Dans chaque cas, observe-t-il, on observe que les actionnaires minoritaires ont été insuffisamment informés, voire parfois soumis à des pressions. On note aussi que les administrateurs et les commissaires ont agi dans leurs propres intérêts, que les actionnaires de référence sont en conflit d’intérêt et ont abusé de leur pouvoir.

« La Belgique ne dispose pas d’un organe permettant aux petits actionnaires de s’unir pour agir contre les actionnaires de référence. En outre, ces mêmes actionnaires de référence sont souvent autorisés à voter sur des questions pour lesquelles ils ont un conflit d’intérêts, ce qui est plus strictement réglementé dans d’autres pays », ajoute encore le député N-VA qui propose donc d’organiser une audition des actionnaires minoritaires, d’experts, de représentants de sociétés cotées et de la FSMA dans le but de renforcer notamment le pouvoir de contrôle du gendarme des marchés, de renforcer également la protection juridique dont bénéficient les minoritaire, tout cela aussi pour améliorer l’attractivité de la place de Bruxelles.

Nyrstar à Turnhout

Hasard du calendrier ? Le dossier Nyrstar sera traité ce jeudi par le tribunal de l’entreprise de Turnhout, qui examinera la demande des minoritaires concernant la nomination d’un administrateur provisoire. L’audience devrait permettre de découvrir les principales conclusions du rapport de la FSMA « ainsi que les preuves supplémentaires que nous avons rassemblées sur l’obstruction, la désinformation, la manipulation de marché et les tactiques dilatoires », commente Evelyne van Wassenhove (Quanteus Group) qui fait partie du groupe d’actionnaires mécontents de Nyrstar. 
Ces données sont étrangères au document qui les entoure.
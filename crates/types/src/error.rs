// Copyright (c) 2021-2024 Espresso Systems (espressosys.com)
// This file is part of the votechain repository.

// You should have received a copy of the MIT License
// along with the votechain repository. If not, see <https://mit-license.org/>.

//! Error type for `votechain`
//!
//! This module provides [`ProtocolError`], which is an enum representing every way an operation
//! on the ledger can be rejected. The [`Display`](std::fmt::Display) form of each variant is the
//! wire-visible failure message; [`ProtocolError::kind`] groups the variants into the four
//! [`ErrorKind`]s.
//!
//! A rejected operation never leaves partial state behind.

use std::fmt;

use serde::{Deserialize, Serialize};
use thiserror::Error;

use crate::data::{Address, ContractKind};

/// Coarse classification of a [`ProtocolError`]
#[derive(Copy, Clone, Debug, PartialEq, Eq, Hash, Serialize, Deserialize)]
pub enum ErrorKind {
    /// The caller lacks the required ownership or role
    Authorization,
    /// Reference to an unknown election, candidate or contract
    NotFound,
    /// Malformed input at creation time
    Validation,
    /// Operation not permitted in the current temporal or eligibility state
    State,
}

impl fmt::Display for ErrorKind {
    fn fmt(&self, f: &mut fmt::Formatter<'_>) -> fmt::Result {
        let name = match self {
            Self::Authorization => "AuthorizationError",
            Self::NotFound => "NotFoundError",
            Self::Validation => "ValidationError",
            Self::State => "StateError",
        };
        f.write_str(name)
    }
}

/// Error type for `votechain`
#[derive(Clone, Debug, PartialEq, Eq, Error, Serialize, Deserialize)]
#[non_exhaustive]
pub enum ProtocolError {
    /// An owner-gated operation was called by someone other than the owner
    #[error("Caller is not the owner")]
    NotOwner {
        /// The rejected caller
        caller: Address,
    },

    /// A burn was attempted by someone other than the configured ballot
    #[error("Not authorized")]
    NotAuthorized,

    /// The election id was never assigned
    #[error("No such election")]
    NoSuchElection,

    /// The candidate id was never assigned
    #[error("Candidate does not exist")]
    CandidateDoesNotExist,

    /// The address does not host a contract of the expected kind
    #[error("No such contract")]
    NoSuchContract {
        /// The address that was looked up
        address: Address,
        /// The kind of contract the caller expected, `None` when any kind would do
        expected: Option<ContractKind>,
    },

    /// Election window with `end <= start`
    #[error("End must be after start")]
    EndNotAfterStart,

    /// Election window that has already ended
    #[error("End must be in future")]
    EndNotInFuture,

    /// Ownership transfer to the zero address
    #[error("New owner is the zero address")]
    ZeroOwner,

    /// Vote outside the election window
    #[error("Not active")]
    NotActive,

    /// Vote for a candidate that is not registered into the election
    #[error("Candidate not in election")]
    CandidateNotInElection,

    /// Vote from a caller with no voting right
    #[error("No voting token")]
    NoVotingToken,

    /// Burn of a voting right that does not exist
    #[error("No voting token available")]
    NoVotingTokenAvailable,

    /// A voting right count would exceed `u64::MAX`
    #[error("Voting right overflow")]
    VotingRightOverflow,

    /// A tally would exceed `u64::MAX`
    #[error("Tally overflow")]
    TallyOverflow,

    /// An identifier counter is exhausted
    #[error("Identifier space exhausted")]
    IdsExhausted,
}

impl ProtocolError {
    /// The [`ErrorKind`] this error belongs to
    #[must_use]
    pub fn kind(&self) -> ErrorKind {
        match self {
            Self::NotOwner { .. } | Self::NotAuthorized => ErrorKind::Authorization,
            Self::NoSuchElection | Self::CandidateDoesNotExist | Self::NoSuchContract { .. } => {
                ErrorKind::NotFound
            }
            Self::EndNotAfterStart | Self::EndNotInFuture | Self::ZeroOwner => ErrorKind::Validation,
            Self::NotActive
            | Self::CandidateNotInElection
            | Self::NoVotingToken
            | Self::NoVotingTokenAvailable
            | Self::VotingRightOverflow
            | Self::TallyOverflow
            | Self::IdsExhausted => ErrorKind::State,
        }
    }
}

#[cfg(test)]
mod test {
    use super::*;

    #[test]
    fn messages_are_the_wire_strings() {
        assert_eq!(ProtocolError::NotAuthorized.to_string(), "Not authorized");
        assert_eq!(ProtocolError::NoSuchElection.to_string(), "No such election");
        assert_eq!(
            ProtocolError::EndNotAfterStart.to_string(),
            "End must be after start"
        );
        assert_eq!(ProtocolError::NotActive.to_string(), "Not active");
        assert_eq!(
            ProtocolError::NoVotingTokenAvailable.to_string(),
            "No voting token available"
        );
    }

    #[test]
    fn ownership_failures_are_authorization_errors() {
        let err = ProtocolError::NotOwner {
            caller: Address::zero(),
        };
        assert_eq!(err.kind(), ErrorKind::Authorization);
        assert_eq!(ProtocolError::NotAuthorized.kind(), ErrorKind::Authorization);
        assert_eq!(ProtocolError::NoVotingToken.kind(), ErrorKind::State);
        assert_eq!(ProtocolError::EndNotInFuture.kind(), ErrorKind::Validation);
        assert_eq!(ProtocolError::CandidateDoesNotExist.kind(), ErrorKind::NotFound);
    }
}
// Copyright (c) 2021-2024 Espresso Systems (espressosys.com)
// This file is part of the votechain repository.

// You should have received a copy of the MIT License
// along with the votechain repository. If not, see <https://mit-license.org/>.

//! The globally serialized state store
//!
//! [`LedgerState`] owns every deployed component and the deployer nonces. Writes only happen
//! through [`LedgerState::execute`], which routes a [`Call`] to the component it targets and
//! records every mutation in a [`Journal`].

use std::collections::BTreeMap;

use committable::{Commitment, Committable, RawCommitmentBuilder};
use serde::{Deserialize, Serialize};
use tracing::error;
use votechain_types::{
    data::{contract_address, Address, ContractKind, Timestamp},
    error::ProtocolError,
    event::EventType,
    transaction::{Call, Outcome, Transaction},
};

use crate::{
    contracts::{
        ballot, election_manager::NewElection, Ballot, CandidateManager, Contract,
        ElectionManager, Results, VoterRegistry,
    },
    journal::{Entry, Journal},
};

/// Generates the typed lookups for one kind of contract
macro_rules! contract_accessors {
    ($kind:ident, $get:ident) => {
        #[doc = concat!("The [`", stringify!($kind), "`] deployed at `address`")]
        ///
        /// # Errors
        /// [`ProtocolError::NoSuchContract`] if nothing of that kind is deployed there
        pub fn $get(&self, address: Address) -> Result<&$kind, ProtocolError> {
            match self.contracts.get(&address) {
                Some(Contract::$kind(c)) => Ok(c),
                _ => Err(ProtocolError::NoSuchContract {
                    address,
                    expected: Some(ContractKind::$kind),
                }),
            }
        }
    };
    ($kind:ident, $get:ident, $get_mut:ident) => {
        contract_accessors!($kind, $get);

        #[doc = concat!("Mutable access to the [`", stringify!($kind), "`] deployed at `address`")]
        pub(crate) fn $get_mut(&mut self, address: Address) -> Result<&mut $kind, ProtocolError> {
            match self.contracts.get_mut(&address) {
                Some(Contract::$kind(c)) => Ok(c),
                _ => Err(ProtocolError::NoSuchContract {
                    address,
                    expected: Some(ContractKind::$kind),
                }),
            }
        }
    };
}

/// Block-level counters as they were before a block was opened
#[derive(Copy, Clone, Debug, PartialEq, Eq)]
pub(crate) struct BlockMark {
    /// Height before the block
    height: u64,
    /// Latest timestamp before the block
    timestamp: Timestamp,
    /// Committed notification count before the block
    event_count: u64,
}

/// Every table on the ledger
#[derive(Clone, Debug, Default, PartialEq, Eq, Serialize, Deserialize)]
pub struct LedgerState {
    /// Number of committed blocks
    height: u64,
    /// Timestamp of the latest committed block
    timestamp: Timestamp,
    /// Number of notifications committed so far; the sequence number of the next one
    event_count: u64,
    /// Successful deployments per deployer
    nonces: BTreeMap<Address, u64>,
    /// Deployed components by address
    contracts: BTreeMap<Address, Contract>,
}

impl LedgerState {
    /// Number of committed blocks
    #[must_use]
    pub fn height(&self) -> u64 {
        self.height
    }

    /// Timestamp of the latest committed block
    #[must_use]
    pub fn timestamp(&self) -> Timestamp {
        self.timestamp
    }

    /// Number of notifications committed so far
    #[must_use]
    pub fn event_count(&self) -> u64 {
        self.event_count
    }

    /// Number of successful deployments by `deployer`
    #[must_use]
    pub fn nonce(&self, deployer: Address) -> u64 {
        self.nonces.get(&deployer).copied().unwrap_or_default()
    }

    /// The component deployed at `address`, of any kind
    #[must_use]
    pub fn contract(&self, address: Address) -> Option<&Contract> {
        self.contracts.get(&address)
    }

    /// Every deployed component, in address order
    pub fn contracts(&self) -> impl Iterator<Item = &Contract> {
        self.contracts.values()
    }

    contract_accessors!(VoterRegistry, voter_registry, voter_registry_mut);
    contract_accessors!(CandidateManager, candidate_manager, candidate_manager_mut);
    contract_accessors!(ElectionManager, election_manager, election_manager_mut);
    contract_accessors!(Ballot, ballot, ballot_mut);
    contract_accessors!(Results, results);

    /// Open a new block at `timestamp`, returning what [`abort_block`](Self::abort_block) needs
    pub(crate) fn begin_block(&mut self, timestamp: Timestamp) -> BlockMark {
        let mark = BlockMark {
            height: self.height,
            timestamp: self.timestamp,
            event_count: self.event_count,
        };
        self.height += 1;
        self.timestamp = timestamp;
        mark
    }

    /// Undo [`begin_block`](Self::begin_block) and any sequence numbers reserved since
    pub(crate) fn abort_block(&mut self, mark: BlockMark) {
        self.height = mark.height;
        self.timestamp = mark.timestamp;
        self.event_count = mark.event_count;
    }

    /// Reserve `count` sequence numbers for newly committed notifications, returning the first
    pub(crate) fn reserve_sequence(&mut self, count: u64) -> u64 {
        let first = self.event_count;
        self.event_count = self.event_count.saturating_add(count);
        first
    }

    /// Run `tx` at ledger time `now`, recording every mutation in `journal`
    ///
    /// On error the state may hold partial mutations; the caller must roll back `journal`.
    pub(crate) fn execute(
        &mut self,
        journal: &mut Journal,
        now: Timestamp,
        tx: &Transaction,
    ) -> Result<Outcome, ProtocolError> {
        let sender = tx.sender;
        match tx.call.clone() {
            Call::DeployVoterRegistry => {
                let address = self.deploy(journal, sender, |address| {
                    Contract::VoterRegistry(VoterRegistry::new(address, sender))
                })?;
                Ok(Outcome::Deployed { address })
            }
            Call::DeployCandidateManager => {
                let address = self.deploy(journal, sender, |address| {
                    Contract::CandidateManager(CandidateManager::new(address, sender))
                })?;
                Ok(Outcome::Deployed { address })
            }
            Call::DeployElectionManager => {
                let address = self.deploy(journal, sender, |address| {
                    Contract::ElectionManager(ElectionManager::new(address, sender))
                })?;
                Ok(Outcome::Deployed { address })
            }
            Call::DeployBallot {
                voter_registry,
                candidate_manager,
                election_manager,
            } => {
                self.voter_registry(voter_registry)?;
                self.candidate_manager(candidate_manager)?;
                self.election_manager(election_manager)?;
                let address = self.deploy(journal, sender, |address| {
                    Contract::Ballot(Ballot::new(
                        address,
                        sender,
                        voter_registry,
                        candidate_manager,
                        election_manager,
                    ))
                })?;
                Ok(Outcome::Deployed { address })
            }
            Call::DeployResults {
                ballot,
                election_manager,
                candidate_manager,
            } => {
                self.ballot(ballot)?;
                self.election_manager(election_manager)?;
                self.candidate_manager(candidate_manager)?;
                let address = self.deploy(journal, sender, |address| {
                    Contract::Results(Results::new(
                        address,
                        ballot,
                        election_manager,
                        candidate_manager,
                    ))
                })?;
                Ok(Outcome::Deployed { address })
            }
            Call::TransferOwnership { target, new_owner } => {
                self.contracts
                    .get_mut(&target)
                    .ok_or(ProtocolError::NoSuchContract {
                        address: target,
                        expected: None,
                    })?
                    .transfer_ownership(sender, new_owner, journal)?;
                Ok(Outcome::Done)
            }
            Call::RegisterVoters {
                target,
                election,
                voters,
            } => {
                self.voter_registry_mut(target)?
                    .register_voters(sender, election, &voters, journal)?;
                Ok(Outcome::Done)
            }
            Call::SetBallotContract { target, ballot } => {
                self.voter_registry_mut(target)?
                    .set_ballot_contract(sender, ballot, journal)?;
                Ok(Outcome::Done)
            }
            Call::RevokeBallotContract { target } => {
                self.voter_registry_mut(target)?
                    .revoke_ballot_contract(sender, journal)?;
                Ok(Outcome::Done)
            }
            Call::UseVotingToken {
                target,
                election,
                voter,
            } => {
                self.voter_registry_mut(target)?
                    .use_voting_token(sender, election, voter, journal)?;
                Ok(Outcome::Done)
            }
            Call::AddCandidate {
                target,
                name,
                description,
                metadata_uri,
            } => {
                let id = self.candidate_manager_mut(target)?.add_candidate(
                    sender,
                    name,
                    description,
                    metadata_uri,
                    journal,
                )?;
                Ok(Outcome::CandidateAdded { id })
            }
            Call::CreateElection {
                target,
                name,
                description,
                start_time,
                end_time,
                whitelist,
            } => {
                let id = self.election_manager_mut(target)?.create_election(
                    sender,
                    now,
                    NewElection {
                        name,
                        description,
                        start_time,
                        end_time,
                        whitelist,
                    },
                    journal,
                )?;
                Ok(Outcome::ElectionCreated { id })
            }
            Call::RegisterCandidateInElection {
                target,
                election,
                candidate,
            } => {
                self.election_manager_mut(target)?
                    .register_candidate_in_election(sender, election, candidate, journal)?;
                Ok(Outcome::Done)
            }
            Call::AddVoters {
                target,
                election,
                voters,
            } => {
                ballot::add_voters(self, journal, target, sender, election, voters)?;
                Ok(Outcome::Done)
            }
            Call::Vote {
                target,
                election,
                candidate,
            } => {
                ballot::vote(self, journal, now, target, sender, election, candidate)?;
                Ok(Outcome::Done)
            }
        }
    }

    /// Deploy the contract built by `build` at the next address of `deployer`
    fn deploy(
        &mut self,
        journal: &mut Journal,
        deployer: Address,
        build: impl FnOnce(Address) -> Contract,
    ) -> Result<Address, ProtocolError> {
        let nonce = self.nonce(deployer);
        let address = contract_address(&deployer, nonce);
        let next_nonce = nonce.checked_add(1).ok_or(ProtocolError::IdsExhausted)?;
        let contract = build(address);
        let kind = contract.kind();

        journal.record(Entry::Deployed {
            address,
            deployer,
            nonce,
        });
        self.nonces.insert(deployer, next_nonce);
        self.contracts.insert(address, contract);
        journal.emit(address, EventType::ContractDeployed { address, kind });
        Ok(address)
    }

    /// Apply one undo entry
    pub(crate) fn revert(&mut self, entry: Entry) {
        match entry {
            Entry::Deployed {
                address,
                deployer,
                nonce,
            } => {
                self.contracts.remove(&address);
                if nonce == 0 {
                    self.nonces.remove(&deployer);
                } else {
                    self.nonces.insert(deployer, nonce);
                }
            }
            Entry::Owner { address, previous } => {
                match self
                    .contracts
                    .get_mut(&address)
                    .and_then(Contract::authority_mut)
                {
                    Some(authority) => authority.restore(previous),
                    None => error!(%address, "Undo of ownership transfer on an unowned contract"),
                }
            }
            Entry::VoterRegistry { address, undo } => match self.voter_registry_mut(address) {
                Ok(c) => c.revert(undo),
                Err(e) => error!(%address, "Undo entry for a missing registry: {e}"),
            },
            Entry::CandidateManager { address, undo } => {
                match self.candidate_manager_mut(address) {
                    Ok(c) => c.revert(undo),
                    Err(e) => error!(%address, "Undo entry for a missing candidate manager: {e}"),
                }
            }
            Entry::ElectionManager { address, undo } => {
                match self.election_manager_mut(address) {
                    Ok(c) => c.revert(undo),
                    Err(e) => error!(%address, "Undo entry for a missing election manager: {e}"),
                }
            }
            Entry::Ballot { address, undo } => match self.ballot_mut(address) {
                Ok(c) => c.revert(undo),
                Err(e) => error!(%address, "Undo entry for a missing ballot: {e}"),
            },
        }
    }
}

impl Committable for LedgerState {
    fn commit(&self) -> Commitment<Self> {
        let mut builder = RawCommitmentBuilder::new("Ledger State Commitment")
            .u64_field("height", self.height)
            .u64_field("timestamp", self.timestamp)
            .u64_field("event count", self.event_count)
            .u64_field("deployers", self.nonces.len() as u64);
        for (deployer, nonce) in &self.nonces {
            builder = builder
                .fixed_size_bytes(deployer.as_fixed_bytes())
                .u64(*nonce);
        }
        builder = builder.u64_field("contracts", self.contracts.len() as u64);
        for contract in self.contracts.values() {
            builder = builder.field("contract", contract.commit());
        }
        builder.finalize()
    }

    fn tag() -> String {
        "LEDGER_STATE".to_string()
    }
}
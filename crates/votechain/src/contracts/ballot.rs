// Copyright (c) 2021-2024 Espresso Systems (espressosys.com)
// This file is part of the votechain repository.

// You should have received a copy of the MIT License
// along with the votechain repository. If not, see <https://mit-license.org/>.

//! The voting state machine
//!
//! A [`Ballot`] is wired at deployment to one registry, one candidate manager and one election
//! manager, and never rewired. It reads elections and candidates, burns voting rights through the
//! registry's delegated capability and keeps the tallies.
//!
//! The phase of an election is never stored: [`vote`] evaluates the election window against the
//! ledger time of the transaction.

use std::collections::{BTreeMap, BTreeSet};

use committable::{Commitment, Committable, RawCommitmentBuilder};
use serde::{Deserialize, Serialize};
use votechain_types::{
    data::{Address, CandidateId, ElectionId, Timestamp},
    error::ProtocolError,
    event::EventType,
};

use super::authority::Authority;
use crate::{
    journal::{Entry, Journal},
    state::LedgerState,
};

/// Inverse of a ballot mutation
#[derive(Clone, Debug, PartialEq, Eq)]
pub(crate) enum Undo {
    /// Restore a tally
    Tally {
        /// The election
        election: ElectionId,
        /// The candidate
        candidate: CandidateId,
        /// The tally before the mutation
        previous: u64,
    },
    /// Clear a has-voted marker
    Voted {
        /// The election
        election: ElectionId,
        /// The voter
        voter: Address,
    },
}

/// Tallies and has-voted markers, plus the three components a ballot reads
#[derive(Clone, Debug, PartialEq, Eq, Serialize, Deserialize)]
pub struct Ballot {
    /// Where this ballot is deployed
    address: Address,
    /// Owner-gated writes
    authority: Authority,
    /// The registry whose rights this ballot burns
    voter_registry: Address,
    /// The candidate source
    candidate_manager: Address,
    /// The election source
    election_manager: Address,
    /// Votes per election and candidate
    tallies: BTreeMap<ElectionId, BTreeMap<CandidateId, u64>>,
    /// Voters that have cast a vote, per election
    voted: BTreeMap<ElectionId, BTreeSet<Address>>,
}

impl Ballot {
    /// Create a ballot at `address` owned by `owner`, wired to the given components
    #[must_use]
    pub fn new(
        address: Address,
        owner: Address,
        voter_registry: Address,
        candidate_manager: Address,
        election_manager: Address,
    ) -> Self {
        Self {
            address,
            authority: Authority::new(owner),
            voter_registry,
            candidate_manager,
            election_manager,
            tallies: BTreeMap::new(),
            voted: BTreeMap::new(),
        }
    }

    /// Where this ballot is deployed
    #[must_use]
    pub fn address(&self) -> Address {
        self.address
    }

    /// The owner-gated capability
    #[must_use]
    pub fn authority(&self) -> &Authority {
        &self.authority
    }

    /// The current owner
    #[must_use]
    pub fn owner(&self) -> Address {
        self.authority.owner()
    }

    /// The registry this ballot burns rights in
    #[must_use]
    pub fn voter_registry(&self) -> Address {
        self.voter_registry
    }

    /// The candidate manager this ballot reads
    #[must_use]
    pub fn candidate_manager(&self) -> Address {
        self.candidate_manager
    }

    /// The election manager this ballot reads
    #[must_use]
    pub fn election_manager(&self) -> Address {
        self.election_manager
    }

    /// Votes cast for `candidate` in `election`, zero when none were
    #[must_use]
    pub fn get_votes(&self, election: ElectionId, candidate: CandidateId) -> u64 {
        self.tallies
            .get(&election)
            .and_then(|tally| tally.get(&candidate))
            .copied()
            .unwrap_or_default()
    }

    /// Whether `voter` has cast a vote in `election`
    #[must_use]
    pub fn has_voted(&self, election: ElectionId, voter: Address) -> bool {
        self.voted
            .get(&election)
            .is_some_and(|voters| voters.contains(&voter))
    }

    /// Count one vote and mark the voter. The right must already be burned.
    fn record_vote(
        &mut self,
        election: ElectionId,
        candidate: CandidateId,
        voter: Address,
        journal: &mut Journal,
    ) -> Result<(), ProtocolError> {
        let previous = self.get_votes(election, candidate);
        let tally = previous
            .checked_add(1)
            .ok_or(ProtocolError::TallyOverflow)?;
        journal.record(self.undo(Undo::Tally {
            election,
            candidate,
            previous,
        }));
        self.tallies
            .entry(election)
            .or_default()
            .insert(candidate, tally);
        if !self.has_voted(election, voter) {
            journal.record(self.undo(Undo::Voted { election, voter }));
            self.voted.entry(election).or_default().insert(voter);
        }
        journal.emit(
            self.address,
            EventType::VoteCasted {
                election,
                candidate,
                voter,
            },
        );
        Ok(())
    }

    /// Apply an undo entry recorded by this ballot
    pub(crate) fn revert(&mut self, undo: Undo) {
        match undo {
            Undo::Tally {
                election,
                candidate,
                previous,
            } => {
                if previous == 0 {
                    if let Some(tally) = self.tallies.get_mut(&election) {
                        tally.remove(&candidate);
                        if tally.is_empty() {
                            self.tallies.remove(&election);
                        }
                    }
                } else {
                    self.tallies
                        .entry(election)
                        .or_default()
                        .insert(candidate, previous);
                }
            }
            Undo::Voted { election, voter } => {
                if let Some(voters) = self.voted.get_mut(&election) {
                    voters.remove(&voter);
                    if voters.is_empty() {
                        self.voted.remove(&election);
                    }
                }
            }
        }
    }

    /// Mutable access to the authority, used when undoing a transfer
    pub(crate) fn authority_mut(&mut self) -> &mut Authority {
        &mut self.authority
    }

    /// Wrap an undo entry with this ballot's address
    fn undo(&self, undo: Undo) -> Entry {
        Entry::Ballot {
            address: self.address,
            undo,
        }
    }
}

impl Committable for Ballot {
    fn commit(&self) -> Commitment<Self> {
        let mut builder = RawCommitmentBuilder::new("Ballot Commitment")
            .var_size_field("address", self.address.as_bytes())
            .field("authority", self.authority.commit())
            .var_size_field("voter registry", self.voter_registry.as_bytes())
            .var_size_field("candidate manager", self.candidate_manager.as_bytes())
            .var_size_field("election manager", self.election_manager.as_bytes());
        for (election, tally) in &self.tallies {
            builder = builder
                .u64_field("tally election", election.u64())
                .u64_field("candidates", tally.len() as u64);
            for (candidate, votes) in tally {
                builder = builder.u64(candidate.u64()).u64(*votes);
            }
        }
        for (election, voters) in &self.voted {
            builder = builder
                .u64_field("voted election", election.u64())
                .u64_field("voters", voters.len() as u64);
            for voter in voters {
                builder = builder.fixed_size_bytes(voter.as_fixed_bytes());
            }
        }
        builder.finalize()
    }

    fn tag() -> String {
        "BALLOT".to_string()
    }
}

/// Cast `caller`'s vote for `candidate` in `election` through the ballot at `ballot`
///
/// The checks run in a fixed order: the election window, membership of the candidate in the
/// election, existence of the candidate, then the voting right. Every mutation goes through
/// `journal`, so a failure at any step leaves nothing behind once the journal is rolled back.
pub(crate) fn vote(
    state: &mut LedgerState,
    journal: &mut Journal,
    now: Timestamp,
    ballot: Address,
    caller: Address,
    election: ElectionId,
    candidate: CandidateId,
) -> Result<(), ProtocolError> {
    let (registry, candidates, elections) = {
        let b = state.ballot(ballot)?;
        (b.voter_registry, b.candidate_manager, b.election_manager)
    };

    let record = state.election_manager(elections)?.get_election(election)?;
    if !record.is_active_at(now) {
        return Err(ProtocolError::NotActive);
    }
    if !record.has_candidate(candidate) {
        return Err(ProtocolError::CandidateNotInElection);
    }
    if !state
        .candidate_manager(candidates)?
        .candidate_exists(candidate)
    {
        return Err(ProtocolError::CandidateDoesNotExist);
    }

    state
        .voter_registry_mut(registry)?
        .use_voting_token(ballot, election, caller, journal)
        .map_err(|e| match e {
            ProtocolError::NoVotingTokenAvailable => ProtocolError::NoVotingToken,
            e => e,
        })?;
    state
        .ballot_mut(ballot)?
        .record_vote(election, candidate, caller, journal)
}

/// Issue voting rights through the registry, acting as the registry's owner
///
/// The ballot must own the registry; the registry's owner check runs against the ballot's
/// address, not the caller's.
pub(crate) fn add_voters(
    state: &mut LedgerState,
    journal: &mut Journal,
    ballot: Address,
    caller: Address,
    election: ElectionId,
    voters: Vec<Address>,
) -> Result<(), ProtocolError> {
    let registry = {
        let b = state.ballot(ballot)?;
        b.authority.ensure_owner(caller)?;
        b.voter_registry
    };
    state
        .voter_registry_mut(registry)?
        .register_voters(ballot, election, &voters, journal)?;
    journal.emit(ballot, EventType::VotersAdded { election, voters });
    Ok(())
}

#[cfg(test)]
mod test {
    use super::*;

    #[test]
    fn tallies_default_to_zero_and_revert_cleanly() {
        let owner = Address::from_low_u64_be(1);
        let voter = Address::from_low_u64_be(7);
        let mut ballot = Ballot::new(
            Address::from_low_u64_be(100),
            owner,
            Address::from_low_u64_be(101),
            Address::from_low_u64_be(102),
            Address::from_low_u64_be(103),
        );
        let e = ElectionId::FIRST;
        let c = CandidateId::FIRST;
        let before = ballot.commit();
        assert_eq!(ballot.get_votes(e, c), 0);

        let mut journal = Journal::new();
        ballot.record_vote(e, c, voter, &mut journal).unwrap();
        assert_eq!(ballot.get_votes(e, c), 1);
        assert!(ballot.has_voted(e, voter));
        assert_eq!(journal.len(), 2);

        ballot.revert(Undo::Voted { election: e, voter });
        ballot.revert(Undo::Tally {
            election: e,
            candidate: c,
            previous: 0,
        });
        assert_eq!(ballot.commit(), before);
    }
}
« En parallèle, poursuit Evelyne van Wassenhove, nous progressons également avec l’implication de plusieurs cabinets d’avocats internationaux, qui préparent une demande de protection pour préserver nos droits d’aller en justice au Royaume-Uni, aux Etats-Unis et dans d’autres juridictions si nécessaire, au cas où le tribunal belge se déclarerait incompétent, ce que nous ne prévoyons pas, mais que les parties adverses exigent avec véhémence ».